- [Data for the task]
Start of Block
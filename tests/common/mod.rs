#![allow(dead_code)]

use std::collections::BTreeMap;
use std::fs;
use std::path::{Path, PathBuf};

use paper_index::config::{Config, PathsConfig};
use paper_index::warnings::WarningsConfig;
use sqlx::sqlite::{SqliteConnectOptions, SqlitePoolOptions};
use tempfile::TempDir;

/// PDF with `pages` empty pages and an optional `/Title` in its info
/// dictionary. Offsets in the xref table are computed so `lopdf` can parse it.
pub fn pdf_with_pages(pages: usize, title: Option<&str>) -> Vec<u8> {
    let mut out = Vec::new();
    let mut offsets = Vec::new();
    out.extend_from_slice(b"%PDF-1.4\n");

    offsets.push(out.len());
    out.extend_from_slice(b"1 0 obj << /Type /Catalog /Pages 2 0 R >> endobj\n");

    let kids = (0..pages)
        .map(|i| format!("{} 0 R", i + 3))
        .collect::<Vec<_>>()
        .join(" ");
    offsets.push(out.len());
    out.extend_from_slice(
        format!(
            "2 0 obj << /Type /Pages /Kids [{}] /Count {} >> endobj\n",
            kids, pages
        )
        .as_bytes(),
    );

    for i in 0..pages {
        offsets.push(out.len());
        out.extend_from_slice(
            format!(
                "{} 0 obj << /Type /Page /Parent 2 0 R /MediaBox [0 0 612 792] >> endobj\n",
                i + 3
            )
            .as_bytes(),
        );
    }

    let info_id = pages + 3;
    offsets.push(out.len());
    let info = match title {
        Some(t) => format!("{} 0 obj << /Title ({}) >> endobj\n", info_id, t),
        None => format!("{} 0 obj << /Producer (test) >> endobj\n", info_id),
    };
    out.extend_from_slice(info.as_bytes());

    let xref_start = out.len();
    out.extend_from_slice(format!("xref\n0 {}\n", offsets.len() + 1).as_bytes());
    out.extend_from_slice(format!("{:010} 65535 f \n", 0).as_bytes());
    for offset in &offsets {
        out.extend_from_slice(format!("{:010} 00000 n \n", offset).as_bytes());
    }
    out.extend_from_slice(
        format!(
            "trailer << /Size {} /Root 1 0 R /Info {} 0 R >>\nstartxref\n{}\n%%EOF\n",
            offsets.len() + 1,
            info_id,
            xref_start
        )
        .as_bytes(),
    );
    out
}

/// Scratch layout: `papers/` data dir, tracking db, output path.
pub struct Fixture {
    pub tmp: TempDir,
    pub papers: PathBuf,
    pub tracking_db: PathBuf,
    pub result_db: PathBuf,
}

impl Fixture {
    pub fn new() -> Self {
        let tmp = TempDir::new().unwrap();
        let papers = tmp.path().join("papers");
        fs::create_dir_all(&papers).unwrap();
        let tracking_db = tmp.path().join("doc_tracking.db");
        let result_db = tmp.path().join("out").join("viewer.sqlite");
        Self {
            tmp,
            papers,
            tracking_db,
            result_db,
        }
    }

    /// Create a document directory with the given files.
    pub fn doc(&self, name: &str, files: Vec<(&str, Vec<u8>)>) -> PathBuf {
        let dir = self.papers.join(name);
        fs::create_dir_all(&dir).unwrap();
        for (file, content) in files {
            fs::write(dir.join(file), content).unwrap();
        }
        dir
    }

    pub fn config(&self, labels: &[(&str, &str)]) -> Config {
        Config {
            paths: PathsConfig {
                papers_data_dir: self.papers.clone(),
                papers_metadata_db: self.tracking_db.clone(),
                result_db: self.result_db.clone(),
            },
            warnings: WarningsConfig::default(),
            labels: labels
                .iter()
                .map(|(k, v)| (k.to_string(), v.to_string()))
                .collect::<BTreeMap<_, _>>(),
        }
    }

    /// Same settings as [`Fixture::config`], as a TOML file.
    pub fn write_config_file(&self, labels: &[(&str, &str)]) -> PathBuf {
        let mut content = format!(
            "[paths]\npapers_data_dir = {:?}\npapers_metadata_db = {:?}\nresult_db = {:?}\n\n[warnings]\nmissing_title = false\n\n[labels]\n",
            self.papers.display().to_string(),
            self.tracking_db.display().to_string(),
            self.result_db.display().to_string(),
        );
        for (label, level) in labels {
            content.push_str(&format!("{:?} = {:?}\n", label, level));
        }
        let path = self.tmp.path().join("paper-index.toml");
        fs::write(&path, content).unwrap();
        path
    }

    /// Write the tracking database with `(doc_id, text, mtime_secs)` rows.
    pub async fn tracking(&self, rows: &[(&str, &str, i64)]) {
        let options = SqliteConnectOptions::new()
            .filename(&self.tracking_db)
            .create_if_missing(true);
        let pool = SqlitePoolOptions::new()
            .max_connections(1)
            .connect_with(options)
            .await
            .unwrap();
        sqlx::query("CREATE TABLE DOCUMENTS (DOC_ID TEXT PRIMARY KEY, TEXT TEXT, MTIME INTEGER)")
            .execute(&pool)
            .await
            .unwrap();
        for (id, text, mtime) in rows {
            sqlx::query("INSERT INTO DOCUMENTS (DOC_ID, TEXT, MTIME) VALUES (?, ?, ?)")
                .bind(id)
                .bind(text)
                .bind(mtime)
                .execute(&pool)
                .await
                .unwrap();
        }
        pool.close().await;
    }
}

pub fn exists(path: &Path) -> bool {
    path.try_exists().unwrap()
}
End of Block
Start of Block
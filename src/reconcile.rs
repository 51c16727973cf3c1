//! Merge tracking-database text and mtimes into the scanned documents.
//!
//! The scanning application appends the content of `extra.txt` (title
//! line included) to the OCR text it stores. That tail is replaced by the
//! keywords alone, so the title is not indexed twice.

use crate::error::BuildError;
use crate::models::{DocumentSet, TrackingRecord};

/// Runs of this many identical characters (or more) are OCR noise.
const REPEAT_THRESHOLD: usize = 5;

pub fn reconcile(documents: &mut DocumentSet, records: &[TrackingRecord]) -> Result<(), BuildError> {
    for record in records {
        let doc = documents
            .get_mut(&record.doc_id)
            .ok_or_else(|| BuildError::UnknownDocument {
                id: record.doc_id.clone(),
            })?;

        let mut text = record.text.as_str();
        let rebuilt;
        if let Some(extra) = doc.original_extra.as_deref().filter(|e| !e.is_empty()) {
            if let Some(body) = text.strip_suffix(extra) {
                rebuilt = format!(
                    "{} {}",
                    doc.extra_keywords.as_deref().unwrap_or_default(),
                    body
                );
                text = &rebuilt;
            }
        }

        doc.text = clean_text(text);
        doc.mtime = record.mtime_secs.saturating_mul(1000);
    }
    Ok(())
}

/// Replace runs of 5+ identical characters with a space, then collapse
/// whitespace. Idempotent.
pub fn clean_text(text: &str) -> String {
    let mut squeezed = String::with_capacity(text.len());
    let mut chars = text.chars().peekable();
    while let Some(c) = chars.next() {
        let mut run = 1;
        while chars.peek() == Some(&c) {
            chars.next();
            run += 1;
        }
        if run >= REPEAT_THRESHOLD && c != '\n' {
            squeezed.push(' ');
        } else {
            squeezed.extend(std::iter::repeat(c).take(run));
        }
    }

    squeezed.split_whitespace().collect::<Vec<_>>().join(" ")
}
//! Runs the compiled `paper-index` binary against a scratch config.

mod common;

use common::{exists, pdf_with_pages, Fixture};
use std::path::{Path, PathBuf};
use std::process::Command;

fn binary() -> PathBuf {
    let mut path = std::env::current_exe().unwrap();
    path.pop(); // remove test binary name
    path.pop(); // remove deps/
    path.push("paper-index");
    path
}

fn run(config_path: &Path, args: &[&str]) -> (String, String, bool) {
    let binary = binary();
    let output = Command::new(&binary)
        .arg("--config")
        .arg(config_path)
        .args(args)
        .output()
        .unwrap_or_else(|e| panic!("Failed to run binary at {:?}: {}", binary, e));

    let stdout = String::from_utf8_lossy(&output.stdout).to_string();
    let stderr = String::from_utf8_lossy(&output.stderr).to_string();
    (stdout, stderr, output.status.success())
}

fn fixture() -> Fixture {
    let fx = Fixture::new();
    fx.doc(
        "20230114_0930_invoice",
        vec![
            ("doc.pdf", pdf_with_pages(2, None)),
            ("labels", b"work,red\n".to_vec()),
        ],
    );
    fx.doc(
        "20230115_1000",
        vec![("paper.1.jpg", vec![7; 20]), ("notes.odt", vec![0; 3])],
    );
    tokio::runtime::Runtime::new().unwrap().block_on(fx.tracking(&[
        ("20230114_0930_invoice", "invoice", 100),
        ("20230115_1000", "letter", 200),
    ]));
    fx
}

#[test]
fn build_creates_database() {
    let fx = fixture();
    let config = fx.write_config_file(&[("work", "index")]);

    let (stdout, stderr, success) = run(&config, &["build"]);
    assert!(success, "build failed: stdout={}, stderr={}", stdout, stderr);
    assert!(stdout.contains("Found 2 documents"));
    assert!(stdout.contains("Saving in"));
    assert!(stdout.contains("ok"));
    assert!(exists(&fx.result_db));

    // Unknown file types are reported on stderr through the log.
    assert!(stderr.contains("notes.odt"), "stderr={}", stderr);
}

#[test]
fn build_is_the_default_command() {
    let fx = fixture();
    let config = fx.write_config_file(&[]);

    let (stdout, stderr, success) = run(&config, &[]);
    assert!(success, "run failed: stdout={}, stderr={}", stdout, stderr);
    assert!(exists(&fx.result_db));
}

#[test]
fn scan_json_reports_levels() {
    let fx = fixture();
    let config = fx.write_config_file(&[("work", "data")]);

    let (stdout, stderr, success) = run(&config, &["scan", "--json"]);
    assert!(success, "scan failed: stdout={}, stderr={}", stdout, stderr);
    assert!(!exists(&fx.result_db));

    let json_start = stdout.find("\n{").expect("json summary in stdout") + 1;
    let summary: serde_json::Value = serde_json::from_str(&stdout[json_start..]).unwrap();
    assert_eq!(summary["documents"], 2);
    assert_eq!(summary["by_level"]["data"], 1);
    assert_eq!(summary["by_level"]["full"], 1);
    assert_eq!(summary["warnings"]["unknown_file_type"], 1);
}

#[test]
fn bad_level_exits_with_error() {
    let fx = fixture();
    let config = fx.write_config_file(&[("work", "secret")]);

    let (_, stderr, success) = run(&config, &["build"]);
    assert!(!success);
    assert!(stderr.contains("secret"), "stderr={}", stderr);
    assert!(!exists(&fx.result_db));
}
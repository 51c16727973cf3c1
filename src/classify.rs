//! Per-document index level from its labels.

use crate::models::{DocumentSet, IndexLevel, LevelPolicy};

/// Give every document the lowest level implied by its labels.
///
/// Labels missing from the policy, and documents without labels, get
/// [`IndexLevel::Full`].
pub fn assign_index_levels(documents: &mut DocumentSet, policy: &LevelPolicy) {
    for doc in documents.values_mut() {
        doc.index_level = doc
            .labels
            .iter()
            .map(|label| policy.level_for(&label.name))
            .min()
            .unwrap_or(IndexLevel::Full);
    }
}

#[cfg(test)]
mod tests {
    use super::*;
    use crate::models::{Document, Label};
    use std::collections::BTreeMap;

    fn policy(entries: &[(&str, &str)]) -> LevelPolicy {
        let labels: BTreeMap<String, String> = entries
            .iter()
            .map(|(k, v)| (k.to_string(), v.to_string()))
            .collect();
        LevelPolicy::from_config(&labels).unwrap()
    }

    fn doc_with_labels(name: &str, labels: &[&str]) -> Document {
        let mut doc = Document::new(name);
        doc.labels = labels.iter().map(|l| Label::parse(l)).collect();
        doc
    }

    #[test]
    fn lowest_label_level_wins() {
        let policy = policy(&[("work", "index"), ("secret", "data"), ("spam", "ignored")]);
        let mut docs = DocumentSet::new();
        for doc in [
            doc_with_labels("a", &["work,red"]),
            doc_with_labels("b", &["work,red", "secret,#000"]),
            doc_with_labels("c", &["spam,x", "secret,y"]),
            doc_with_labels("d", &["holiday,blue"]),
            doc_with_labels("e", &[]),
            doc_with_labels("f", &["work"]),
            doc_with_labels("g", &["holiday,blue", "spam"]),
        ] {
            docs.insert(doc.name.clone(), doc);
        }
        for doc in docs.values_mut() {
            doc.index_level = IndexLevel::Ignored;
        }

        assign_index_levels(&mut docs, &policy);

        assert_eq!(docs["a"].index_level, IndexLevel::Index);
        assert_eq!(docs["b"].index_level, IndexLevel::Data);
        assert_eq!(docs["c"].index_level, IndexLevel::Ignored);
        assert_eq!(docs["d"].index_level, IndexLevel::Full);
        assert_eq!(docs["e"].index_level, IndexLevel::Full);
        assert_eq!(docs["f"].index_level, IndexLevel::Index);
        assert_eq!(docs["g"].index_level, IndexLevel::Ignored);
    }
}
End of Block
- [What to produce] For this exercise, copy every line of the data that holds "spam".

- [Exercise result]
        let policy = policy(&[("work", "index"), ("secret", "data"), ("spam", "ignored")]);
            doc_with_labels("c", &["spam,x", "secret,y"]),
            doc_with_labels("g", &["holiday,blue", "spam"]),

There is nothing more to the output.